How Canada’s broadband market has matured

Last week, I looked at “The evolution of broadband services” and I thought it would be worthwhile to examine some of the implications of those trends.

As we saw in the subscriber growth figures, the overall market is maturing as broadband penetration rates approach saturation. That has important implications for industry participants. Recent investment analyst reports have highlighted the challenges for some carriers facing slowing growth, such as BMO Capital Markets February 23 report (Soft Q4 Reflects Mature Market) and Scotiabank’s February 24 report (Quebecor – Expansion Strategy Is Needed To Return To Growth). BMO wrote

Quebec market mature and competitive. Quebecor’s results over the past six quarters reflected a slowing growth profile based on two dynamics; 1) the maturation of its wireless franchise (which has reached its natural level of 25% share in a four player market); and 2) increased wireline competitive intensity as BCE is aggressively capturing share (reflecting its scale in its FTTH fibre footprint).

How can service providers grow their businesses in such an environment?

Let’s take a look at the CRTC data showing the evolution of consumer broadband services.

Consumers are choosing to subscribe to higher speed services, with three quarters of Canadians subscribing to broadband services delivering download speeds of more than 50 Mbps in the third quarter of 2022; sixty percent subscribe to speeds over 100 Mbps, up 10 percentage points from a year and a half earlier, when only half of Canadian households subscribed to broadband services over 100 Mbps.

Consumers have demonstrated a willingness to pay for faster broadband. That requires investment, but it is investment that pays off with higher revenues. Therein is one of the common sophomoric errors made by some telecom industry critics who confuse price with ARPU (Average Revenue Per User). In fact, the price of higher speed services has declined over time, which is one of the reasons that more consumers are electing to upgrade their connection to a faster service. Between third quarter of 2019 and third quarter 2022, average monthly downloads nearly doubled (from 204.8 GB to 394.4 GB). In the same three year period, average monthly uploads increased nearly 50% (from 25 GB to 34 GB).

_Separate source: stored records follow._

//! Page fetching for the resolver
//!
//! The resolver only needs "give me the text behind this URL". That seam
//! is the [`PageFetcher`] trait; [`HttpFetcher`] is the reqwest-backed
//! implementation used in production.

pub mod http;

pub use http::HttpFetcher;

use async_trait::async_trait;
use std::sync::Arc;

use crate::utils::error::FetchError;

/// Source of wiki pages and RDF exports
#[async_trait]
pub trait PageFetcher: Send + Sync {
    /// Fetch the decoded body behind `url`
    ///
    /// # Errors
    ///
    /// Returns a `FetchError` on transport failure or non-success status.
    async fn fetch(&self, url: &str) -> Result<String, FetchError>;
}

#[async_trait]
impl<T: PageFetcher + ?Sized> PageFetcher for Arc<T> {
    async fn fetch(&self, url: &str) -> Result<String, FetchError> {
        (**self).fetch(url).await
    }
}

The mix of customers at each product tier has changed for many carriers, transitioning toward higher speed premium services as consumers select a connection that delivers the best value for their steadily increasing connectivity needs. The Scotiabank report observed that Bell is spending close to $20B on its FTTH (Fibre to the Home) strategy, to bring FTTH to 9 million premises by 2025.

One way a carrier can grow its business is by investing, perhaps to be able to offer more advanced services, or to expand networks to underserved areas.

Another approach is by acquisition. As some industry participants look at the capital investment required to upgrade their services portfolio, some choose to exit, which may be a driver for many of the recent acquisition in the Canadian broadband market. Faced with the increased competitive intensity described by BMO, some ISPs have been acquired over the past year by bigger, facilities-based carriers. A Scotiabank report dated March 6 suggests that third party internet access (TPIA) and fixed wireless access (FWA) are tools that may enable mobile wireless carriers to offer bundled services beyond their traditional home territory.

Videotron is looking to expand the geographic reach of its mobile and internet services into Ontario and Western Canada by acquiring Freedom Mobile and leveraging the expertise of recent acquisition, VMedia. As BMO wrote, “The reality likely is, not only does Quebecor want the Freedom transaction, it NEEDS the Freedom transaction.”

It is a natural evolution of a maturing market.

Businesses operating in maturing markets need to find ways to differentiate themselves from their competitors, through innovation, improving customer service, or creating unique products or services that meet the evolving needs of consumers.

These continue to be interesting times in Canadian telecom.